TET1-DNA Hydroxymethylation Mediated Oligodendrocyte Homeostasis is Required for CNS Myelination and Remyelination

Abstract Ten-eleven translocation (TET) proteins, encoding dioxygenase for DNA hydroxymethylation, are important players in nervous system development and diseases. However, their role in oligodendrocyte homeostasis, myelination and remyelination remains elusive. Here, we detected a genome-wide and locus-specific DNA hydroxymethylation landscape shift during oligodendrocyte-progenitor (OPC) differentiation. Ablation of Tet1, but not Tet3, results in stage-dependent defects in oligodendrocyte development and myelination in the brain.
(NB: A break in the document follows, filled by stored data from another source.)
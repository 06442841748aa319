//! Applies one decoded change to a replica.
//!
//! The applier is a plain function over `Option<Base>`: it has no access to
//! the store, the gate or the transport. Missing parents are reported as
//! errors rather than panics; deleting something that is already gone is a
//! no-op.

use crate::change::Change;
use crate::error::{Result, SyncError};
use crate::model::{Base, FieldRef, Table};

/// What applying a change did to the replica.
#[derive(Debug, Clone, PartialEq, Eq)]
pub enum ApplyOutcome {
    /// Replica was modified
    Applied,
    /// Change had nothing to do
    Ignored,
    /// Replica was modified, but the field's type changed and its options
    /// can only be refreshed from a full snapshot
    ResyncRequired(FieldRef),
}

/// Applies `change` to `replica`.
///
/// # Arguments
/// * `replica` - Replica to mutate; `None` when absent
/// * `change` - Decoded change
///
/// # Returns
/// The outcome on success, or the reason the change could not be applied.
/// The replica is left untouched on error.
pub fn apply_change(replica: &mut Option<Base>, change: Change) -> Result<ApplyOutcome> {
    match change {
        // A subscriber is scoped to an existing base; nothing to create.
        Change::CreateBase => Ok(ApplyOutcome::Ignored),
        Change::CreateTable { table } => {
            let base = base_mut(replica)?;
            base.tables.insert(table.id.clone(), table);
            Ok(ApplyOutcome::Applied)
        }
        Change::CreateField { table_id, field } => {
            let table = table_mut(replica, &table_id)?;
            table.fields.insert(field.id.clone(), field);
            Ok(ApplyOutcome::Applied)
        }
        Change::CreateRecord { table_id, record } => {
            let table = table_mut(replica, &table_id)?;
            table.records.insert(record.id.clone(), record);
            Ok(ApplyOutcome::Applied)
        }
        Change::UpdateBase { update } => match update.name {
            Some(name) => {
                base_mut(replica)?.name = name;
                Ok(ApplyOutcome::Applied)
            }
            None => Ok(ApplyOutcome::Ignored),
        },
        Change::UpdateTable { table_id, update } => {
            let table = table_mut(replica, &table_id)?;
            if update.name.is_none() && update.description.is_none() {
                return Ok(ApplyOutcome::Ignored);
            }
            if let Some(name) = update.name {
                table.name = name;
            }
            if let Some(description) = update.description {
                table.description = Some(description);
            }
            Ok(ApplyOutcome::Applied)
        }
        Change::UpdateField {
            table_id,
            field_id,
            update,
        } => {
            let table = table_mut(replica, &table_id)?;
            let field = table
                .fields
                .get_mut(&field_id)
                .ok_or_else(|| SyncError::FieldNotFound {
                    table_id: table_id.clone(),
                    field_id: field_id.clone(),
                })?;

            let mut outcome = ApplyOutcome::Ignored;
            if let Some(name) = update.name {
                field.name = name;
                outcome = ApplyOutcome::Applied;
            }
            if let Some(description) = update.description {
                field.description = Some(description);
                outcome = ApplyOutcome::Applied;
            }
            if let Some(field_type) = update.field_type {
                if field.field_type != field_type {
                    field.field_type = field_type;
                    outcome = ApplyOutcome::ResyncRequired(FieldRef::new(table_id, field_id));
                }
            }
            Ok(outcome)
        }
        Change::UpdateRecord {
            table_id,
            record_id,
            update,
        } => {
            let table = table_mut(replica, &table_id)?;
            let record =
                table
                    .records
                    .get_mut(&record_id)
                    .ok_or_else(|| SyncError::RecordNotFound {
                        table_id: table_id.clone(),
                        record_id: record_id.clone(),
                    })?;
            if update.cells.is_empty() {
                return Ok(ApplyOutcome::Ignored);
            }
            record.cells.extend(update.cells);
            Ok(ApplyOutcome::Applied)
        }
        Change::DeleteTable { table_id } => {
            let base = base_mut(replica)?;
            Ok(removed(base.tables.remove(&table_id).is_some()))
        }
        Change::DeleteField { table_id, field_id } => {
            let table = table_mut(replica, &table_id)?;
            Ok(removed(table.fields.remove(&field_id).is_some()))
        }
        Change::DeleteRecord {
            table_id,
            record_id,
        } => {
            let table = table_mut(replica, &table_id)?;
            Ok(removed(table.records.remove(&record_id).is_some()))
        }
        Change::DeleteBase => Ok(removed(replica.take().is_some())),
    }
}

fn base_mut(replica: &mut Option<Base>) -> Result<&mut Base> {
    replica.as_mut().ok_or(SyncError::ReplicaAbsent)
}

fn table_mut<'a>(replica: &'a mut Option<Base>, table_id: &str) -> Result<&'a mut Table> {
    base_mut(replica)?
        .tables
        .get_mut(table_id)
        .ok_or_else(|| SyncError::TableNotFound {
            table_id: table_id.to_string(),
        })
}

fn removed(existed: bool) -> ApplyOutcome {
    if existed {
        ApplyOutcome::Applied
    } else {
        ApplyOutcome::Ignored
    }
}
The mice lacking Tet1 in the oligodendrocyte lineage develop schizophrenia-like behaviors. We further show that TET1 is also required for proper remyelination after demyelination injury in the adult mice. Transcriptomic and DNA hydroxymethylation profiling revealed a critical TET1-regulated epigenetic program for oligodendrocyte differentiation and identified a set of TET1-5hmC target genes associated with myelination, cell division, and calcium transport. Tet1-deficient OPCs exhibited reduced calcium activity in response to stimulus in culture. Moreover, deletion of a TET1-5hmC target gene, Itpr2, an oligodendrocyte-enriched intracellular calcium-release channel, significantly impaired the onset of oligodendrocyte differentiation. Together, our results suggest that stage-specific TET1-mediated epigenetic programming and oligodendrocyte homeostasis is required for proper myelination and repair.